Indonesian actress (1926–1984)

Marlia Hardi (10 March 1926 – 18 June 1984) was an Indonesian actress who was active from 1950s to 1980s. Born in the Magelang, she took to the stage in the 1940s before moving to Jakarta in 1949. Two years later she made her feature film debut in Untuk Sang Merah Putih. Over the next two decades she appeared in over seventy films, became recognized for her depictions of mothers, and received the Citra Award for Best Supporting Actress. Despite her productiveness, however, she sank into debt and committed suicide at the age of fifty-eight. She was the part of Classical Indonesian cinema.

==Biography==
Marlia Hardi was born in Magelang, Central Java, on 10 March 1926. (Note: Though Abdhal (1955) gives the year as 1925, Her grave marked her birth year as 1926.) She was of mixed Bugis and Javanese descent, through her father and mother, respectively. She received an elementary education at a Dutch-run school for indigenous Indonesians. By the 1940s she had become involved in the theatre, and married Hardjo Samidi. During the Indonesian National Revolution, while her husband was held by the returning Dutch colonial forces, Hardi eked out a living on her own.
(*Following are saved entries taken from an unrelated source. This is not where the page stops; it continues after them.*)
//! RESP client over a single connection.
//!
//! Requests are pipelined: a writer task sends them in submission order and
//! a reader task hands replies back in the same order. Callers never wait on
//! each other, only on their own reply.

use crate::error::{ClientError, Result};
use crate::resp::{self, Frame};
use crate::store::{Connector, Store};
use async_trait::async_trait;
use std::sync::Arc;
use std::time::Duration;
use tokio::io::{AsyncRead, AsyncReadExt, AsyncWrite, AsyncWriteExt};
use tokio::net::TcpStream;
use tokio::sync::{mpsc, oneshot, watch};

type Reply = oneshot::Sender<Result<Frame>>;

struct Pending {
    payload: Vec<u8>,
    reply: Reply,
}

#[derive(Debug, Clone, Copy, PartialEq, Eq)]
pub struct ClientOptions {
    /// Bounds both the TCP connect and the readiness `PING`.
    pub connect_timeout: Option<Duration>,
    pub request_timeout: Option<Duration>,
}

impl Default for ClientOptions {
    fn default() -> Self {
        Self {
            connect_timeout: Some(Duration::from_secs(5)),
            request_timeout: Some(Duration::from_secs(10)),
        }
    }
}

pub struct RespClient {
    addr: String,
    requests: mpsc::UnboundedSender<Pending>,
    request_timeout: Option<Duration>,
    closed: watch::Receiver<Option<String>>,
}

impl RespClient {
    /// Connect and wait until the store answers `PING`.
    pub async fn connect(host: &str, port: u16, options: ClientOptions) -> Result<Self> {
        let addr = format!("{host}:{port}");
        let stream = with_limit(options.connect_timeout, TcpStream::connect(&addr))
            .await
            .ok_or_else(|| ClientError::ConnectTimeout { addr: addr.clone() })??;
        stream.set_nodelay(true)?;

        let client = Self::from_io(stream, addr.clone(), options.request_timeout);
        with_limit(options.connect_timeout, client.request(&["PING"]))
            .await
            .ok_or_else(|| ClientError::ConnectTimeout { addr: addr.clone() })??;

        tracing::debug!("store at {} is ready", addr);
        Ok(client)
    }

    /// Run the client over an already established byte stream.
    pub fn from_io<S>(io: S, addr: String, request_timeout: Option<Duration>) -> Self
    where
        S: AsyncRead + AsyncWrite + Send + 'static,
    {
        let (reader, writer) = tokio::io::split(io);
        let (requests, requests_rx) = mpsc::unbounded_channel();
        let (inflight, inflight_rx) = mpsc::unbounded_channel();
        let (closed_tx, closed) = watch::channel(None);

        tokio::spawn(write_loop(writer, requests_rx, inflight));
        tokio::spawn(read_loop(reader, inflight_rx, closed_tx, addr.clone()));

        Self {
            addr,
            requests,
            request_timeout,
            closed,
        }
    }

    pub fn addr(&self) -> &str {
        &self.addr
    }

    /// Send one command and wait for its reply. Error replies become
    /// [`ClientError::Server`].
    pub async fn request<A: AsRef<[u8]> + Sync>(&self, args: &[A]) -> Result<Frame> {
        if self.closed.borrow().is_some() {
            return Err(ClientError::Closed);
        }
        let (reply, rx) = oneshot::channel();
        self.requests
            .send(Pending {
                payload: resp::encode_command(args),
                reply,
            })
            .map_err(|_| ClientError::Closed)?;

        with_limit(self.request_timeout, rx)
            .await
            .ok_or(ClientError::Timeout)?
            .map_err(|_| ClientError::Closed)?
    }
}

/// `None` if the limit elapsed first.
async fn with_limit<F: std::future::Future>(limit: Option<Duration>, fut: F) -> Option<F::Output> {
    match limit {
        Some(limit) => tokio::time::timeout(limit, fut).await.ok(),
        None => Some(fut.await),
    }
}

async fn write_loop<W>(
    mut writer: W,
    mut requests: mpsc::UnboundedReceiver<Pending>,
    inflight: mpsc::UnboundedSender<Reply>,
) where
    W: AsyncWrite + Unpin,
{
    while let Some(Pending { payload, reply }) = requests.recv().await {
        if let Err(e) = writer.write_all(&payload).await {
            tracing::warn!("write to store failed: {}", e);
            let _ = reply.send(Err(e.into()));
            break;
        }
        // A closed reader drops the reply, which the caller sees as Closed.
        if inflight.send(reply).is_err() {
            break;
        }
    }
    let _ = writer.shutdown().await;
}

async fn read_loop<R>(
    mut reader: R,
    mut inflight: mpsc::UnboundedReceiver<Reply>,
    closed: watch::Sender<Option<String>>,
    addr: String,
) where
    R: AsyncRead + Unpin,
{
    let mut buf = Vec::with_capacity(4096);
    let mut chunk = [0u8; 4096];

    let reason = loop {
        match deliver(&mut buf, &mut inflight).await {
            Ok(true) => {}
            Ok(false) => return,
            Err(e) => break e.to_string(),
        }
        match reader.read(&mut chunk).await {
            Ok(0) => break "closed by peer".to_string(),
            Ok(n) => buf.extend_from_slice(&chunk[..n]),
            Err(e) => break e.to_string(),
        }
    };

    tracing::warn!("connection to store at {} lost: {}", addr, reason);
    // Published before any waiter hears about it.
    closed.send_replace(Some(reason));
    inflight.close();
    while let Ok(waiter) = inflight.try_recv() {
        let _ = waiter.send(Err(ClientError::Closed));
    }
}

/// Hand every complete frame in `buf` to the oldest waiter.
///
/// Returns `Ok(false)` once no more requests can arrive.
async fn deliver(buf: &mut Vec<u8>, inflight: &mut mpsc::UnboundedReceiver<Reply>) -> Result<bool> {
    while let Some((frame, used)) = resp::parse(buf)? {
        buf.drain(..used);
        let Some(waiter) = inflight.recv().await else {
            return Ok(false);
        };
        let result = match frame {
            Frame::Error(message) => Err(ClientError::Server(message)),
            other => Ok(other),
        };
        let _ = waiter.send(result);
    }
    Ok(true)
}

#[async_trait]
impl Store for RespClient {
    async fn get(&self, key: &str) -> Result<Option<String>> {
        let bytes = self.request(&["GET", key]).await?.into_optional_bytes()?;
        bytes
            .map(String::from_utf8)
            .transpose()
            .map_err(|_| ClientError::protocol(format!("value at '{key}' is not valid UTF-8")))
    }

    async fn set(&self, key: &str, value: &str) -> Result<()> {
        self.request(&["SET", key, value]).await?.into_text()?;
        Ok(())
    }

    async fn append(&self, key: &str, value: &str) -> Result<i64> {
        self.request(&["APPEND", key, value]).await?.into_integer()
    }

    async fn dbsize(&self) -> Result<i64> {
        self.request(&["DBSIZE"]).await?.into_integer()
    }

    async fn decr(&self, key: &str) -> Result<i64> {
        self.request(&["DECR", key]).await?.into_integer()
    }

    async fn decrby(&self, key: &str, by: i64) -> Result<i64> {
        let by = by.to_string();
        self.request(&["DECRBY", key, by.as_str()]).await?.into_integer()
    }

    async fn del(&self, keys: &[String]) -> Result<i64> {
        self.request(with_keys("DEL", keys).as_slice()).await?.into_integer()
    }

    async fn dump(&self, key: &str) -> Result<Option<Vec<u8>>> {
        self.request(&["DUMP", key]).await?.into_optional_bytes()
    }

    async fn exists(&self, keys: &[String]) -> Result<i64> {
        self.request(with_keys("EXISTS", keys).as_slice()).await?.into_integer()
    }

    async fn key_type(&self, key: &str) -> Result<String> {
        self.request(&["TYPE", key]).await?.into_text()
    }

    async fn renamenx(&self, key: &str, new_key: &str) -> Result<bool> {
        let renamed = self.request(&["RENAMENX", key, new_key]).await?.into_integer()?;
        Ok(renamed == 1)
    }

    fn closed(&self) -> Option<String> {
        self.closed.borrow().clone()
    }
}

fn with_keys<'a>(command: &'a str, keys: &'a [String]) -> Vec<&'a str> {
    let mut args = Vec::with_capacity(keys.len() + 1);
    args.push(command);
    args.extend(keys.iter().map(String::as_str));
    args
}

/// Opens [`RespClient`] connections.
#[derive(Debug, Clone, Default)]
pub struct RespConnector {
    options: ClientOptions,
}

impl RespConnector {
    pub fn new(options: ClientOptions) -> Self {
        Self { options }
    }
}

#[async_trait]
impl Connector for RespConnector {
    async fn connect(&self, host: &str, port: u16) -> Result<Arc<dyn Store>> {
        let client = RespClient::connect(host, port, self.options).await?;
        Ok(Arc::new(client))
    }
}

#[cfg(test)]
mod tests {
    use super::*;

    /// A client wired to an in-process fake store driven by `respond`.
    fn scripted<F>(mut respond: F, request_timeout: Option<Duration>) -> RespClient
    where
        F: FnMut(Vec<String>) -> Option<Vec<u8>> + Send + 'static,
    {
        let (client_io, server_io) = tokio::io::duplex(4096);
        tokio::spawn(async move {
            let (mut rd, mut wr) = tokio::io::split(server_io);
            let mut buf = Vec::new();
            let mut chunk = [0u8; 1024];
            loop {
                while let Some((frame, used)) = resp::parse(&buf).unwrap() {
                    buf.drain(..used);
                    let Frame::Array(Some(items)) = frame else {
                        panic!("commands are arrays");
                    };
                    let args = items.into_iter().map(|f| f.into_text().unwrap()).collect();
                    match respond(args) {
                        Some(reply) => wr.write_all(&reply).await.unwrap(),
                        None => return,
                    }
                }
                let n = rd.read(&mut chunk).await.unwrap();
                if n == 0 {
                    return;
                }
                buf.extend_from_slice(&chunk[..n]);
            }
        });
        RespClient::from_io(client_io, "scripted:0".into(), request_timeout)
    }

    #[tokio::test]
    async fn typed_replies() {
        let client = scripted(
            |args| {
                let reply: &[u8] = match args[0].as_str() {
                    "SET" => b"+OK\r\n",
                    "GET" if args[1] == "missing" => b"$-1\r\n",
                    "GET" => b"$7\r\n{\"a\":1}\r\n",
                    "TYPE" => b"+string\r\n",
                    "RENAMENX" => b":0\r\n",
                    "DEL" | "EXISTS" => return Some(format!(":{}\r\n", args.len() - 1).into_bytes()),
                    _ => b"-ERR unknown command\r\n",
                };
                Some(reply.to_vec())
            },
            Some(Duration::from_secs(2)),
        );

        client.set("x", "{\"a\":1}").await.unwrap();
        assert_eq!(client.get("x").await.unwrap().as_deref(), Some("{\"a\":1}"));
        assert_eq!(client.get("missing").await.unwrap(), None);
        assert_eq!(client.key_type("x").await.unwrap(), "string");
        assert!(!client.renamenx("x", "y").await.unwrap());
        let keys = vec!["a".to_string(), "b".to_string(), "c".to_string()];
        assert_eq!(client.del(&keys).await.unwrap(), 3);
        assert_eq!(client.exists(&keys[..1]).await.unwrap(), 1);
    }

    #[tokio::test]
    async fn error_replies_pass_through() {
        let client = scripted(
            |_| Some(b"-ERR value is not an integer or out of range\r\n".to_vec()),
            None,
        );
        match client.decr("name").await {
            Err(ClientError::Server(msg)) => {
                assert_eq!(msg, "ERR value is not an integer or out of range")
            }
            other => panic!("unexpected {other:?}"),
        }
    }

    #[tokio::test]
    async fn pipelined_replies_keep_their_order() {
        let client = scripted(
            |args| Some(format!(":{}\r\n", args[2]).into_bytes()),
            Some(Duration::from_secs(2)),
        );
        let (a, b, c) = tokio::join!(
            client.decrby("k", 1),
            client.decrby("k", 2),
            client.decrby("k", 3)
        );
        assert_eq!((a.unwrap(), b.unwrap(), c.unwrap()), (1, 2, 3));
    }

    #[tokio::test]
    async fn dropped_connection_fails_pending_requests() {
        let client = scripted(|_| None, Some(Duration::from_secs(2)));
        assert!(matches!(client.dbsize().await, Err(ClientError::Closed)));
    }

    #[tokio::test]
    async fn lost_connection_is_reported() {
        let client = scripted(|_| None, Some(Duration::from_secs(2)));
        assert_eq!(client.closed(), None);

        assert!(matches!(client.dbsize().await, Err(ClientError::Closed)));
        assert_eq!(client.closed().as_deref(), Some("closed by peer"));
        assert!(matches!(client.dbsize().await, Err(ClientError::Closed)));
    }

    #[tokio::test]
    async fn non_utf8_values_are_rejected() {
        let client = scripted(|_| Some(b"$2\r\n\xff\xfe\r\n".to_vec()), Some(Duration::from_secs(2)));
        match client.get("bin").await {
            Err(ClientError::Protocol(msg)) => assert!(msg.contains("'bin'"), "{msg}"),
            other => panic!("unexpected {other:?}"),
        }
    }

    #[tokio::test]
    async fn silent_store_times_out() {
        let client = scripted(|_| Some(Vec::new()), Some(Duration::from_millis(50)));
        assert!(matches!(client.dbsize().await, Err(ClientError::Timeout)));
    }
}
In late 1949 Hardi and her husband moved to Jakarta. Two years later she made her feature film debut in a bit role in the Produksi Film Negara (PFN; State Film Corporation)'s Untuk Sang Merah Putih. The following year she took a starring role in another PFN film, Si Pintjang, portraying an old woman; as she was only twenty-four, she was artificially aged with make-up. That same year she appeared as the lead love interest in Selamat Berdjuang, Masku!, a Djakarta Film production. Hardi completed four other films in 1951.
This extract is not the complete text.